Saved data entries

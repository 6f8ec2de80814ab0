use crate::world::node::replicated_node::ReplicatedNode;

/// The nine phases a tick walks the tree through, in order
#[derive(Clone, Copy, Debug, PartialEq, Eq, Hash)]
pub enum Phase {
    PreUpdate,
    Update,
    PostUpdate,
    PrePhysics,
    Physics,
    PostPhysics,
    PreRender,
    Render,
    PostRender,
}

impl Phase {
    pub const ALL: [Phase; 9] = [
        Phase::PreUpdate,
        Phase::Update,
        Phase::PostUpdate,
        Phase::PrePhysics,
        Phase::Physics,
        Phase::PostPhysics,
        Phase::PreRender,
        Phase::Render,
        Phase::PostRender,
    ];
}

/// Per-phase hooks. Everything defaults to a no-op so objects only
/// implement the phases they care about.
pub trait Steppable {
    fn pre_update(&mut self, _millis: f64) {}
    fn update(&mut self, _millis: f64) {}
    fn post_update(&mut self, _millis: f64) {}
    fn pre_physics(&mut self, _millis: f64) {}
    fn physics(&mut self, _millis: f64) {}
    fn post_physics(&mut self, _millis: f64) {}
    fn pre_render(&mut self, _millis: f64) {}
    fn render(&mut self, _millis: f64) {}
    fn post_render(&mut self, _millis: f64) {}

    fn run_phase(&mut self, phase: Phase, millis: f64) {
        match phase {
            Phase::PreUpdate => self.pre_update(millis),
            Phase::Update => self.update(millis),
            Phase::PostUpdate => self.post_update(millis),
            Phase::PrePhysics => self.pre_physics(millis),
            Phase::Physics => self.physics(millis),
            Phase::PostPhysics => self.post_physics(millis),
            Phase::PreRender => self.pre_render(millis),
            Phase::Render => self.render(millis),
            Phase::PostRender => self.post_render(millis),
        }
    }
}

/// Whether a node takes part in stepping and publication
#[derive(Clone, Copy, Debug, Default, PartialEq, Eq, Hash)]
pub enum GameObjectState {
    #[default]
    Normal,
    /// Skipped by stepping, still replicated
    Deactivated,
    /// Skipped by stepping and left out of published data
    Disabled,
}

/// A game entity in the replicated tree. The node carries the replication
/// state; the implementor carries the game state behind it.
pub trait GameObject: Steppable {
    fn node(&self) -> &ReplicatedNode;
    fn node_mut(&mut self) -> &mut ReplicatedNode;

    /// Gate for lazy initialization. By default an object is ready once it
    /// is locally authored or every non-optional field has arrived.
    fn ready(&self) -> bool {
        self.node().is_source() || self.node().props_ready()
    }

    fn on_initialize(&mut self) {}
    fn on_dispose(&mut self) {}
    fn on_reset(&mut self) {}
}

impl Steppable for ReplicatedNode {}

impl GameObject for ReplicatedNode {
    fn node(&self) -> &ReplicatedNode {
        self
    }

    fn node_mut(&mut self) -> &mut ReplicatedNode {
        self
    }
}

| TASK TO COMPLETE |
Your answer should consist solely of the lines above from the line with "they care about." to the line with "fn post_physics(&mut self, _millis: f64)", both included, reproduced exactly.

| TASK RESPONSE |
/// implement the phases they care about.
pub trait Steppable {
    fn pre_update(&mut self, _millis: f64) {}
    fn update(&mut self, _millis: f64) {}
    fn post_update(&mut self, _millis: f64) {}
    fn pre_physics(&mut self, _millis: f64) {}
    fn physics(&mut self, _millis: f64) {}
    fn post_physics(&mut self, _millis: f64) {}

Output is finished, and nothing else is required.